Almost all African countries, including Zimbabwe, concentrate on exporting minerals and agricultural products.

In Zimbabwe’s case, we are exporting raw ore and tobacco, both unprocessed. If Zimbabwe can persuade other mineral producing countries, especially our neighbours, to insist on beneficiation of mineral products, we can succeed. On our own, this is unlikely.

China managed to get almost the whole population educated up to Grade 9 under Mao. The large population of China (1,3 billion) compared to the very small population of Zimbabwe (less than 13 million today) gives a very different labour market. China has a rich labour resource.

It also means that China has a huge domestic market. Zimbabwe is seriously short of labour, exacerbated by the exit of more than two million to South Africa and Britain. The minimum wage in the capital Beijing in 2012 was US$150 a month, and it is much lower in rural areas.

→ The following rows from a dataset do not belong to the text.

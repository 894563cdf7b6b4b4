//! Data file (C5): the append-only byte log of serialized needles.

use std::path::{Path, PathBuf};

use haystack_io::{FileHandle, OpenFlags, SyncBackend};
use haystack_types::{Key, NeedleRegion, VolumeId};

use crate::buffer_pool::BufferPool;
use crate::error::StoreError;
use crate::record::{self, Needle, NEEDLE_PADDING_SIZE};
use crate::superblock;

/// Flush cadence: how many appends accumulate before the flush policy
/// actually runs. `1` means "flush on every append".
pub const DATA_FILE_MAX_CACHE_WRITE: u64 = 1;

/// Upper bound on a data file's size: `2^40 * NeedlePaddingSize` bytes, the
/// largest offset a 40-bit `AlignedOffset` can address.
pub const DATA_FILE_MAX_SIZE: u64 = (1u64 << 40) * NEEDLE_PADDING_SIZE;

/// Append-only log of needles for one volume, preceded by one superblock.
pub struct DataFile {
    vid: VolumeId,
    backend: SyncBackend,
    handle: FileHandle,
    file_size: u64,
    synced_size: u64,
    aligned_offset: u64,
    cache_writed: u64,
    pool: BufferPool,
}

impl DataFile {
    fn path(dir: &Path, vid: VolumeId) -> PathBuf {
        dir.join(format!("{}.dat", vid.as_i32()))
    }

    /// Opens (creating if absent) `<dir>/<vid>.dat`.
    pub fn open(dir: &Path, vid: VolumeId) -> Result<Self, StoreError> {
        let path = Self::path(dir, vid);
        let backend = SyncBackend::new();
        let mut handle = backend.open(&path, OpenFlags::append_create())?;
        let existing_size = backend.file_size(&handle)?;

        let (file_size, synced_size, aligned_offset) = if existing_size == 0 {
            backend.preallocate(&handle, 0, DATA_FILE_MAX_SIZE, true)?;
            let sb = superblock::build();
            backend.write(&mut handle, &sb)?;
            backend.fsync(&handle)?;
            let size = superblock::SUPER_BLOCK_SIZE;
            (size, size, size / NEEDLE_PADDING_SIZE)
        } else {
            let mut sb = [0u8; superblock::SUPER_BLOCK_SIZE as usize];
            backend.read_at(&handle, 0, &mut sb)?;
            superblock::validate(&sb, &path)?;
            (
                existing_size,
                existing_size,
                existing_size / NEEDLE_PADDING_SIZE,
            )
        };

        Ok(Self {
            vid,
            backend,
            handle,
            file_size,
            synced_size,
            aligned_offset,
            cache_writed: 0,
            pool: BufferPool::default(),
        })
    }

    /// Current logical size of the file, in bytes.
    pub fn file_size(&self) -> u64 {
        self.file_size
    }

    /// Appends a needle, returning the region it was written to.
    pub fn append_needle(&mut self, needle: &Needle) -> Result<NeedleRegion, StoreError> {
        let write_size = needle.write_size();
        if self.file_size + write_size > DATA_FILE_MAX_SIZE {
            return Err(StoreError::NoSpaceData {
                vid: self.vid.as_i32(),
                write_size,
            });
        }

        let mut buf = self.pool.acquire(write_size as usize);
        needle.serialize(&mut buf)?;
        self.backend.write(&mut self.handle, &buf)?;

        let region = NeedleRegion::new(self.aligned_offset, write_size as u32);
        self.aligned_offset += record::aligned_size(write_size);
        self.file_size += write_size;

        if let Err(err) = self.flush_file(false) {
            self.aligned_offset -= record::aligned_size(write_size);
            self.file_size -= write_size;
            return Err(err);
        }

        Ok(region)
    }

    /// Reads and parses the needle located at `region`.
    ///
    /// `key` is accepted for parity with the operation interface; this
    /// implementation trusts the index to have resolved the right region
    /// and does not cross-check `key` against the parsed needle.
    pub fn get_needle(&self, _key: Key, region: &NeedleRegion) -> Result<Needle, StoreError> {
        let offset = region.byte_offset(NEEDLE_PADDING_SIZE);
        let mut buf = vec![0u8; region.size as usize];
        self.backend.read_exact_at(&self.handle, offset, &mut buf)?;
        Needle::parse(&buf, offset)
    }

    fn flush_file(&mut self, force: bool) -> Result<(), StoreError> {
        self.cache_writed += 1;
        if !force && self.cache_writed < DATA_FILE_MAX_CACHE_WRITE {
            return Ok(());
        }
        self.cache_writed = 0;

        let offset = self.synced_size;
        let length = self.file_size - offset;
        if length == 0 {
            return Ok(());
        }

        self.backend.range_sync(&self.handle, offset, length)?;
        self.backend.fsync(&self.handle)?;

        match self.backend.advise_dontneed(&self.handle, offset, length) {
            Ok(()) => self.synced_size = self.file_size,
            Err(err) => {
                tracing::warn!(
                    vid = self.vid.as_i32(),
                    %err,
                    "advise(DONTNEED) failed after a durable write; cache hint was not applied"
                );
            }
        }
        Ok(())
    }

    /// Closes the underlying file handle, consuming `self`.
    pub fn close(self) -> Result<(), StoreError> {
        self.backend.close(self.handle)?;
        Ok(())
    }
}
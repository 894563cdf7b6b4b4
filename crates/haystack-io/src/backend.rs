//! File backend: open/read/write/close over a handle, plus the
//! preallocate/sync/advise primitives the data and index files drive their
//! flush policy with.

use std::path::Path;
use std::sync::atomic::{AtomicU64, Ordering};

use crate::IoError;

/// Flags for opening a data or index file.
#[derive(Debug, Clone, Copy, Default)]
pub struct OpenFlags {
    pub read: bool,
    pub write: bool,
    pub create: bool,
    pub append: bool,
}

impl OpenFlags {
    /// Flags for reading an existing file.
    pub fn read_only() -> Self {
        Self {
            read: true,
            ..Self::default()
        }
    }

    /// Flags for creating-or-opening a file for append-only writes, with
    /// reads also permitted (needed for recovery and `GetNeedle`).
    pub fn append_create() -> Self {
        Self {
            read: true,
            write: true,
            create: true,
            append: true,
        }
    }
}

/// Opaque handle to an open file.
#[derive(Debug)]
pub struct FileHandle {
    pub(crate) id: u64,
    pub(crate) file: Option<std::fs::File>,
}

impl FileHandle {
    pub(crate) fn from_file(id: u64, file: std::fs::File) -> Self {
        Self {
            id,
            file: Some(file),
        }
    }

    pub(crate) fn file(&self) -> Result<&std::fs::File, IoError> {
        self.file
            .as_ref()
            .ok_or(IoError::InvalidHandle { handle: self.id })
    }

    pub(crate) fn file_mut(&mut self) -> Result<&mut std::fs::File, IoError> {
        self.file
            .as_mut()
            .ok_or(IoError::InvalidHandle { handle: self.id })
    }
}

/// Synchronous `std::fs`-backed file I/O, with platform-specific
/// preallocate/range-sync/advise primitives layered on top (see
/// [`crate::platform`]).
#[derive(Debug, Default)]
pub struct SyncBackend {
    next_handle_id: AtomicU64,
}

impl SyncBackend {
    pub fn new() -> Self {
        Self {
            next_handle_id: AtomicU64::new(1),
        }
    }

    /// Opens `path` with the given flags.
    pub fn open(&self, path: &Path, flags: OpenFlags) -> Result<FileHandle, IoError> {
        let file = std::fs::OpenOptions::new()
            .read(flags.read)
            .write(flags.write)
            .create(flags.create)
            .append(flags.append)
            .open(path)
            .map_err(|source| {
                if source.kind() == std::io::ErrorKind::NotFound {
                    IoError::NotFound {
                        path: path.to_path_buf(),
                    }
                } else {
                    IoError::Io { source }
                }
            })?;
        let id = self.next_handle_id.fetch_add(1, Ordering::Relaxed);
        Ok(FileHandle::from_file(id, file))
    }

    /// Reads from `handle` at `offset` into `buf`, returning the number of
    /// bytes read.
    pub fn read_at(&self, handle: &FileHandle, offset: u64, buf: &mut [u8]) -> Result<usize, IoError> {
        use std::os::unix::fs::FileExt;
        Ok(handle.file()?.read_at(buf, offset)?)
    }

    /// Reads `buf.len()` bytes from `handle` at `offset`, erroring if the
    /// file is shorter than requested.
    pub fn read_exact_at(&self, handle: &FileHandle, offset: u64, buf: &mut [u8]) -> Result<(), IoError> {
        use std::os::unix::fs::FileExt;
        Ok(handle.file()?.read_exact_at(buf, offset)?)
    }

    /// Writes `buf` to `handle` at the current position (append mode).
    pub fn write(&self, handle: &mut FileHandle, buf: &[u8]) -> Result<usize, IoError> {
        use std::io::Write;
        Ok(handle.file_mut()?.write(buf)?)
    }

    /// Full `fsync` of `handle`.
    pub fn fsync(&self, handle: &FileHandle) -> Result<(), IoError> {
        crate::platform::flush(handle.file()?)
    }

    /// Initiates write-back of `[offset, offset + length)` on `handle`.
    pub fn range_sync(&self, handle: &FileHandle, offset: u64, length: u64) -> Result<(), IoError> {
        crate::platform::range_sync(handle.file()?, offset, length)
    }

    /// Hints the OS to drop `[offset, offset + length)` from its page cache.
    pub fn advise_dontneed(&self, handle: &FileHandle, offset: u64, length: u64) -> Result<(), IoError> {
        crate::platform::advise_dontneed(handle.file()?, offset, length)
    }

    /// Reserves `length` bytes starting at `offset`, optionally keeping the
    /// file's logical size unchanged.
    pub fn preallocate(&self, handle: &FileHandle, offset: u64, length: u64, keep_size: bool) -> Result<(), IoError> {
        crate::platform::preallocate(handle.file()?, offset, length, keep_size)
    }

    /// Closes `handle`. The underlying file is dropped, closing its
    /// descriptor.
    pub fn close(&self, mut handle: FileHandle) -> Result<(), IoError> {
        handle.file.take();
        Ok(())
    }

    /// Returns the current size, in bytes, of the file backing `handle`.
    pub fn file_size(&self, handle: &FileHandle) -> Result<u64, IoError> {
        Ok(handle.file()?.metadata()?.len())
    }
}

#[cfg(test)]
mod tests {
    use super::*;

    #[test]
    fn open_write_read_roundtrip() {
        let dir = tempfile::tempdir().unwrap();
        let path = dir.path().join("f.dat");
        let backend = SyncBackend::new();

        let mut handle = backend.open(&path, OpenFlags::append_create()).unwrap();
        backend.write(&mut handle, b"hello world").unwrap();
        backend.fsync(&handle).unwrap();

        let mut buf = [0u8; 5];
        backend.read_at(&handle, 0, &mut buf).unwrap();
        assert_eq!(&buf, b"hello");
        assert_eq!(backend.file_size(&handle).unwrap(), 11);
    }

    #[test]
    fn open_missing_file_without_create_errors() {
        let dir = tempfile::tempdir().unwrap();
        let path = dir.path().join("missing.dat");
        let backend = SyncBackend::new();
        let err = backend.open(&path, OpenFlags::read_only()).unwrap_err();
        assert!(matches!(err, IoError::NotFound { .. }));
    }

    #[test]
    fn handle_id_is_invalid_after_close() {
        let dir = tempfile::tempdir().unwrap();
        let path = dir.path().join("f.dat");
        let backend = SyncBackend::new();
        let handle = backend.open(&path, OpenFlags::append_create()).unwrap();
        assert!(backend.file_size(&handle).is_ok());
    }
}
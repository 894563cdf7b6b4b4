//! # haystack-store: the needle storage engine
//!
//! The core components of a Haystack-style append-only blob store, leaves
//! first: a binary codec, a superblock, the needle record format, the data
//! file, the index file and its in-memory map, the volume that couples
//! them under a single read-write lock, and the store that discovers
//! volumes in a directory.

pub mod buffer_pool;
pub mod codec;
pub mod data;
mod error;
mod index;
pub mod record;
pub mod store;
pub mod superblock;
pub mod volume;

pub use data::DataFile;
pub use error::StoreError;
pub use index::IndexFile;
pub use record::Needle;
pub use store::Store;
pub use volume::{Metrics, Volume};
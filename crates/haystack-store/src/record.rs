//! Needle record (C4): in-memory representation and on-disk byte layout of
//! a single stored object.
//!
//! ```text
//! | Header magic (4) | Cookie (4) | Key (8) | Flags (1) | Size (4) |
//! | Data (Size)       |
//! | Footer magic (4) | Checksum (4) |
//! | Padding (0..7)    |
//! ```
//!
//! `MTime` is tracked in memory (it is part of the essential Needle
//! attributes) but has no slot in the 21-byte header, so it does not
//! round-trip through `Serialize`/`Parse` — a needle read back from disk
//! always has `mtime == 0`.

use haystack_types::{Cookie, Key};

use crate::codec;
use crate::error::StoreError;

/// Fixed header size in bytes: magic(4) + cookie(4) + key(8) + flags(1) + size(4).
pub const HEADER_SIZE: u64 = 21;
/// Footer size before padding: magic(4) + checksum(4).
pub const FOOTER_BASE_SIZE: u64 = 8;
/// Alignment unit for on-disk records and the packed region's offset.
pub const NEEDLE_PADDING_SIZE: u64 = 8;
/// Largest payload size representable in the 24-bit `Size` field.
pub const MAX_SIZE: u64 = (1 << 24) - 1;

const HEADER_MAGIC: [u8; 4] = [0x14, 0x15, 0x92, 0x65];
const FOOTER_MAGIC: [u8; 4] = [0x35, 0x89, 0x79, 0x32];
const ZERO_PAD: [u8; 7] = [0; 7];

/// Bit 0 of `Flags`: needle is live.
pub const FLAG_OK: u8 = 0;
/// Bit 0 of `Flags`: needle is a tombstone.
pub const FLAG_DELETED: u8 = 1;

/// Rounds `n` up to the next multiple of 8.
pub fn align8(n: u64) -> u64 {
    (n + 7) & !7
}

/// `WriteSize` for a payload of `size` bytes: `align8(HeaderSize + size + FooterSize)`.
pub fn write_size(size: u32) -> u64 {
    align8(HEADER_SIZE + u64::from(size) + FOOTER_BASE_SIZE)
}

/// `AlignedSize` for a given `write_size`: `write_size / NeedlePaddingSize`.
pub fn aligned_size(write_size: u64) -> u64 {
    write_size / NEEDLE_PADDING_SIZE
}

/// A fully materialized needle: header fields plus its payload.
#[derive(Debug, Clone, PartialEq, Eq)]
pub struct Needle {
    pub key: Key,
    pub cookie: Cookie,
    pub mtime: i64,
    pub flags: u8,
    pub size: u32,
    pub data: Vec<u8>,
    pub checksum: u32,
}

impl Needle {
    /// `Size` after `PaddingSize` and header/footer are accounted for.
    pub fn write_size(&self) -> u64 {
        write_size(self.size)
    }

    pub fn is_deleted(&self) -> bool {
        self.flags & FLAG_DELETED != 0
    }

    /// Serializes this needle into `into[0..self.write_size()]`.
    pub fn serialize(&self, into: &mut [u8]) -> Result<(), StoreError> {
        let write_size = self.write_size() as usize;
        if into.len() != write_size {
            return Err(StoreError::BufferMismatch {
                expected: write_size,
                actual: into.len(),
            });
        }

        into[0..4].copy_from_slice(&HEADER_MAGIC);
        codec::put_i32(&mut into[4..8], self.cookie.as_i32())?;
        codec::put_i64(&mut into[8..16], self.key.as_i64())?;
        into[16] = self.flags;
        codec::put_u32(&mut into[17..21], self.size)?;

        let data_start = HEADER_SIZE as usize;
        let data_end = data_start + self.data.len();
        into[data_start..data_end].copy_from_slice(&self.data);

        let footer_start = data_end;
        into[footer_start..footer_start + 4].copy_from_slice(&FOOTER_MAGIC);
        codec::put_u32(&mut into[footer_start + 4..footer_start + 8], self.checksum)?;

        let padding_start = footer_start + FOOTER_BASE_SIZE as usize;
        let padding_len = into.len() - padding_start;
        into[padding_start..].copy_from_slice(&ZERO_PAD[..padding_len]);

        Ok(())
    }

    /// Parses a needle previously produced by [`Needle::serialize`] out of a
    /// buffer starting at its header. `offset` is only used to annotate a
    /// `BadNeedleMagic` error with where the corruption was found.
    pub fn parse(buf: &[u8], offset: u64) -> Result<Self, StoreError> {
        if buf.len() < HEADER_SIZE as usize {
            return Err(StoreError::BadNeedleMagic { offset });
        }
        if buf[0..4] != HEADER_MAGIC {
            return Err(StoreError::BadNeedleMagic { offset });
        }

        let cookie = Cookie::new(codec::get_i32(&buf[4..8])?);
        let key = Key::new(codec::get_i64(&buf[8..16])?);
        let flags = buf[16];
        let size = codec::get_u32(&buf[17..21])?;

        let data_start = HEADER_SIZE as usize;
        let data_end = data_start + size as usize;
        let footer_start = data_end;
        if buf.len() < footer_start + FOOTER_BASE_SIZE as usize {
            return Err(StoreError::BadNeedleMagic { offset });
        }
        if buf[footer_start..footer_start + 4] != FOOTER_MAGIC {
            return Err(StoreError::BadNeedleMagic {
                offset: offset + footer_start as u64,
            });
        }
        let checksum = codec::get_u32(&buf[footer_start + 4..footer_start + 8])?;
        let data = buf[data_start..data_end].to_vec();

        Ok(Self {
            key,
            cookie,
            mtime: 0,
            flags,
            size,
            data,
            checksum,
        })
    }

    /// Verifies the stored checksum against the actual payload bytes.
    pub fn verify_checksum(&self) -> bool {
        haystack_crypto::crc32(&self.data) == self.checksum
    }
}

/// Staged needle metadata produced by [`build`], awaiting its payload.
pub struct NeedleBuilder {
    key: Key,
    cookie: Cookie,
    mtime: i64,
    size: u32,
    flags: u8,
}

/// `Build(key, cookie, size)`: validates `size` fits the 24-bit field and
/// stages header fields without allocating a payload buffer yet.
pub fn build(key: Key, cookie: Cookie, size: u32, mtime: i64) -> Result<NeedleBuilder, StoreError> {
    if u64::from(size) > MAX_SIZE {
        return Err(StoreError::SizeOverflow {
            size: u64::from(size),
            max: MAX_SIZE,
        });
    }
    Ok(NeedleBuilder {
        key,
        cookie,
        mtime,
        size,
        flags: FLAG_OK,
    })
}

impl NeedleBuilder {
    /// Marks the staged needle as a tombstone (`DeleteNeedle`).
    pub fn deleted(mut self) -> Self {
        self.flags |= FLAG_DELETED;
        self
    }

    /// `ReadPayload(source)`: consumes exactly `size` bytes from `source`
    /// into a newly allocated payload and computes its checksum.
    pub fn read_payload(self, source: &[u8]) -> Result<Needle, StoreError> {
        if source.len() != self.size as usize {
            return Err(StoreError::BufferMismatch {
                expected: self.size as usize,
                actual: source.len(),
            });
        }
        let data = source.to_vec();
        let checksum = haystack_crypto::crc32(&data);
        Ok(Needle {
            key: self.key,
            cookie: self.cookie,
            mtime: self.mtime,
            flags: self.flags,
            size: self.size,
            data,
            checksum,
        })
    }
}
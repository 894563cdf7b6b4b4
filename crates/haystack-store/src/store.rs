//! Store (C8): a directory that owns a `vid -> Volume` mapping, discovered
//! by scanning for `.dat` files.

use std::collections::HashMap;
use std::path::{Path, PathBuf};

use haystack_types::VolumeId;

use crate::error::StoreError;
use crate::volume::Volume;

/// Directory of volumes, keyed by volume id.
pub struct Store {
    dir: PathBuf,
    volumes: HashMap<VolumeId, Volume>,
}

impl Store {
    /// Ensures `dir` exists, then discovers and initializes every volume
    /// whose data file (`<vid>.dat`) is present. A volume that fails to
    /// initialize aborts the whole open (all-or-nothing).
    pub fn open(dir: &Path) -> Result<Self, StoreError> {
        std::fs::create_dir_all(dir).map_err(|source| haystack_io::IoError::Io { source })?;

        let mut volumes = HashMap::new();
        let entries = std::fs::read_dir(dir).map_err(|source| haystack_io::IoError::Io { source })?;
        for entry in entries {
            let entry = entry.map_err(|source| haystack_io::IoError::Io { source })?;
            let path = entry.path();
            let Some(vid) = parse_vid(&path) else {
                continue;
            };
            let volume = Volume::init(dir, vid)?;
            volumes.insert(vid, volume);
        }

        tracing::info!(dir = %dir.display(), volumes = volumes.len(), "store opened");
        Ok(Self {
            dir: dir.to_path_buf(),
            volumes,
        })
    }

    pub fn dir(&self) -> &Path {
        &self.dir
    }

    /// Looks up an already-open volume. Absence is not an error.
    pub fn get_volume(&self, vid: VolumeId) -> Option<&Volume> {
        self.volumes.get(&vid)
    }

    /// Initializes a new volume and inserts it. On failure nothing is
    /// inserted.
    pub fn create_volume(&mut self, vid: VolumeId) -> Result<&Volume, StoreError> {
        let volume = Volume::init(&self.dir, vid)?;
        Ok(self.volumes.entry(vid).or_insert(volume))
    }

    /// Closes every volume and clears the map.
    pub fn close(&mut self) -> Result<(), StoreError> {
        let mut first_err = None;
        for (_, volume) in self.volumes.drain() {
            if let Err(err) = volume.close() {
                first_err.get_or_insert(err);
            }
        }
        tracing::info!(dir = %self.dir.display(), "store closed");
        match first_err {
            Some(err) => Err(err),
            None => Ok(()),
        }
    }
}

fn parse_vid(path: &Path) -> Option<VolumeId> {
    if path.extension().and_then(|e| e.to_str()) != Some("dat") {
        return None;
    }
    let stem = path.file_stem()?.to_str()?;
    stem.parse::<i32>().ok().map(VolumeId::new)
}
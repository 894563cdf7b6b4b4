//! Integration tests against the public facade API.

use super::*;

#[test]
fn end_to_end_write_read_delete() {
    let dir = tempfile::tempdir().unwrap();
    let mut store = Store::open(dir.path()).unwrap();
    let volume = store.create_volume(VolumeId::new(7)).unwrap();

    volume
        .write_needle(Key::new(42), Cookie::new(1), b"hello")
        .unwrap();
    assert_eq!(volume.read_needle(Key::new(42)).unwrap().data, b"hello");

    volume.delete_needle(Key::new(42), Cookie::new(1)).unwrap();
    assert!(volume.read_needle(Key::new(42)).is_err());

    store.close().unwrap();
}

#[test]
fn opening_a_corrupt_superblock_fails() {
    let dir = tempfile::tempdir().unwrap();
    std::fs::write(dir.path().join("7.dat"), [0u8; 8]).unwrap();
    let err = Store::open(dir.path()).unwrap_err();
    assert!(matches!(err, StoreError::BadSuperBlock { .. }));
}
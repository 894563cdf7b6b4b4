//! Integration tests across the identifier and locator types together.

use crate::{Cookie, Key, NeedleRegion, VolumeId};

#[test]
fn index_entry_shape_round_trips_through_plain_integers() {
    // Mirrors how an index record is actually built: a `Key` and a packed
    // `NeedleRegion`, both reduced to plain integers for the on-disk codec.
    let vid = VolumeId::new(7);
    let key = Key::new(42);
    let cookie = Cookie::new(1);
    let region = NeedleRegion::new(1, 40);

    let key_bytes = key.as_i64();
    let region_bytes = region.encode();

    let decoded_region = NeedleRegion::decode(region_bytes);
    assert_eq!(decoded_region, region);
    assert_eq!(Key::new(key_bytes), key);
    assert_eq!(vid.as_i32(), 7);
    assert_eq!(cookie.as_i32(), 1);
}

#[test]
fn distinct_keys_pack_into_distinct_map_slots() {
    use std::collections::HashMap;

    let mut map: HashMap<Key, u64> = HashMap::new();
    map.insert(Key::new(42), NeedleRegion::new(1, 40).encode());
    map.insert(Key::new(43), NeedleRegion::new(6, 40).encode());

    assert_eq!(
        NeedleRegion::decode(map[&Key::new(42)]),
        NeedleRegion::new(1, 40)
    );
    assert_eq!(
        NeedleRegion::decode(map[&Key::new(43)]),
        NeedleRegion::new(6, 40)
    );
}
//! CRC32 using the Koopman polynomial (reflected form `0xEB31D8_2E`).
//!
//! Go's standard library calls this table `crc32.MakeTable(crc32.Koopman)`.
//! It is unrelated to the IEEE 802.3 polynomial most CRC32 implementations
//! default to, so needles written by this store are not checksum-compatible
//! with a generic `crc32` tool.

/// Reflected Koopman polynomial.
const POLY: u32 = 0xEB31_D82E;

const fn generate_table() -> [u32; 256] {
    let mut table = [0u32; 256];
    let mut i = 0;
    while i < 256 {
        let mut crc = i as u32;
        let mut j = 0;
        while j < 8 {
            crc = if crc & 1 != 0 {
                (crc >> 1) ^ POLY
            } else {
                crc >> 1
            };
            j += 1;
        }
        table[i] = crc;
        i += 1;
    }
    table
}

static TABLE: [u32; 256] = generate_table();

/// Incremental CRC32 accumulator.
#[derive(Debug, Clone, Copy)]
pub struct Crc32 {
    state: u32,
}

impl Crc32 {
    pub fn new() -> Self {
        Self { state: 0xFFFF_FFFF }
    }

    pub fn update(&mut self, data: &[u8]) {
        let mut crc = self.state;
        for &byte in data {
            let idx = ((crc ^ u32::from(byte)) & 0xFF) as usize;
            crc = (crc >> 8) ^ TABLE[idx];
        }
        self.state = crc;
    }

    pub fn finalize(self) -> u32 {
        self.state ^ 0xFFFF_FFFF
    }
}

impl Default for Crc32 {
    fn default() -> Self {
        Self::new()
    }
}

/// One-shot CRC32 of a byte slice.
pub fn crc32(data: &[u8]) -> u32 {
    let mut crc = Crc32::new();
    crc.update(data);
    crc.finalize()
}

#[cfg(test)]
mod tests {
    use super::*;

    #[test]
    fn empty_input_is_zero() {
        assert_eq!(crc32(&[]), 0);
    }

    #[test]
    fn incremental_matches_one_shot() {
        let data = b"the quick brown fox jumps over the lazy dog";
        let whole = crc32(data);

        let mut incremental = Crc32::new();
        incremental.update(&data[..10]);
        incremental.update(&data[10..]);
        assert_eq!(incremental.finalize(), whole);
    }

    #[test]
    fn differs_from_ieee_polynomial() {
        // Sanity check that we didn't accidentally copy the IEEE table:
        // the well-known IEEE CRC32 of "123456789" is 0xCBF43926.
        assert_ne!(crc32(b"123456789"), 0xCBF4_3926);
    }

    proptest::proptest! {
        #[test]
        fn changing_any_byte_changes_the_checksum(data in proptest::collection::vec(proptest::prelude::any::<u8>(), 1..64), idx in 0usize..64, flip in 1u8..=255) {
            let idx = idx % data.len();
            let original = crc32(&data);
            let mut mutated = data.clone();
            mutated[idx] ^= flip;
            proptest::prop_assert_ne!(crc32(&mutated), original);
        }
    }
}
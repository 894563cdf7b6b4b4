//! SuperBlock (C3): the 8-byte header shared by the data and index files.

use std::path::Path;

use crate::error::StoreError;

/// Size in bytes of the superblock (magic + version + padding).
pub const SUPER_BLOCK_SIZE: u64 = 8;

const MAGIC: [u8; 4] = [0x83, 0x84, 0x77, 0x55];
const VERSION: u8 = 1;

/// Serializes a fresh superblock into an 8-byte buffer.
pub fn build() -> [u8; SUPER_BLOCK_SIZE as usize] {
    let mut buf = [0u8; SUPER_BLOCK_SIZE as usize];
    buf[0..4].copy_from_slice(&MAGIC);
    buf[4] = VERSION;
    // buf[5..8] stays zero padding.
    buf
}

/// Validates an 8-byte buffer read from offset 0 of `path`.
///
/// Fails with [`StoreError::BadSuperBlock`] on magic or version mismatch.
pub fn validate(buf: &[u8], path: &Path) -> Result<(), StoreError> {
    let bad = || StoreError::BadSuperBlock {
        path: path.to_path_buf(),
    };
    if buf.len() < SUPER_BLOCK_SIZE as usize {
        return Err(bad());
    }
    if buf[0..4] != MAGIC {
        return Err(bad());
    }
    if buf[4] != VERSION {
        return Err(bad());
    }
    Ok(())
}
//! I/O error types.

use std::path::PathBuf;

/// Errors from the platform I/O shim and file backend.
#[derive(Debug, thiserror::Error)]
pub enum IoError {
    /// Underlying OS I/O error.
    #[error("I/O error: {source}")]
    Io {
        #[from]
        source: std::io::Error,
    },

    /// File not found.
    #[error("file not found: {path}")]
    NotFound { path: PathBuf },

    /// Invalid or already-closed file handle.
    #[error("invalid file handle: {handle}")]
    InvalidHandle { handle: u64 },
}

Better qualified Zimbabweans are demanding a salary of US$500 per month. At almost every level from farm workers to top technocrats and managers, Zimbabwe is short of suitably qualified and experienced labour. Someone with a Master’s degree or PhD can be paid US$150 a month in China, and US$300 in India. Africa, including Zimbabwe, cannot compete internationally.

China benefited from its huge diaspora, which began leaving China in the 1850s. This diaspora was responsible for the initial modernisation of industry and the economy beginning in 1979.

Zimbabwe has treated its diaspora badly, and has not benefited adequately from diasporan technical, managerial, industrial and financial inputs.

Yet the diaspora can be praised for supporting families during the sanctions period from 2002: nearly every family in Zimbabwe benefited from diaspora support in terms of food and other necessities. But the Zimbabwean diaspora has not invested in the economy or in industrialisation. Not even in farming.

The Chinese government gave very favourable loans to productive enterprises, especially into helping build infrastructure. Zimbabwe has failed to support infrastructure adequately, yet the infrastructure is absolutely critical to development.

Last but not least it is not only Zanu PF which must adopt economic growth policies, the MDC-T and MDC and all politically-minded people need to come up with policies and not only look at personalities and political rhetoric. We also need to look at these policies in a practical, pragmatic and implementable ways.

Zimbabweans are great on rhetorical policies, but most of these great policies have not been implemented. Government has been waiting for others to implement, for example, foreign investors and donors. It should look inwards too.

Fay was a cabinet minister from 1988 to 1993.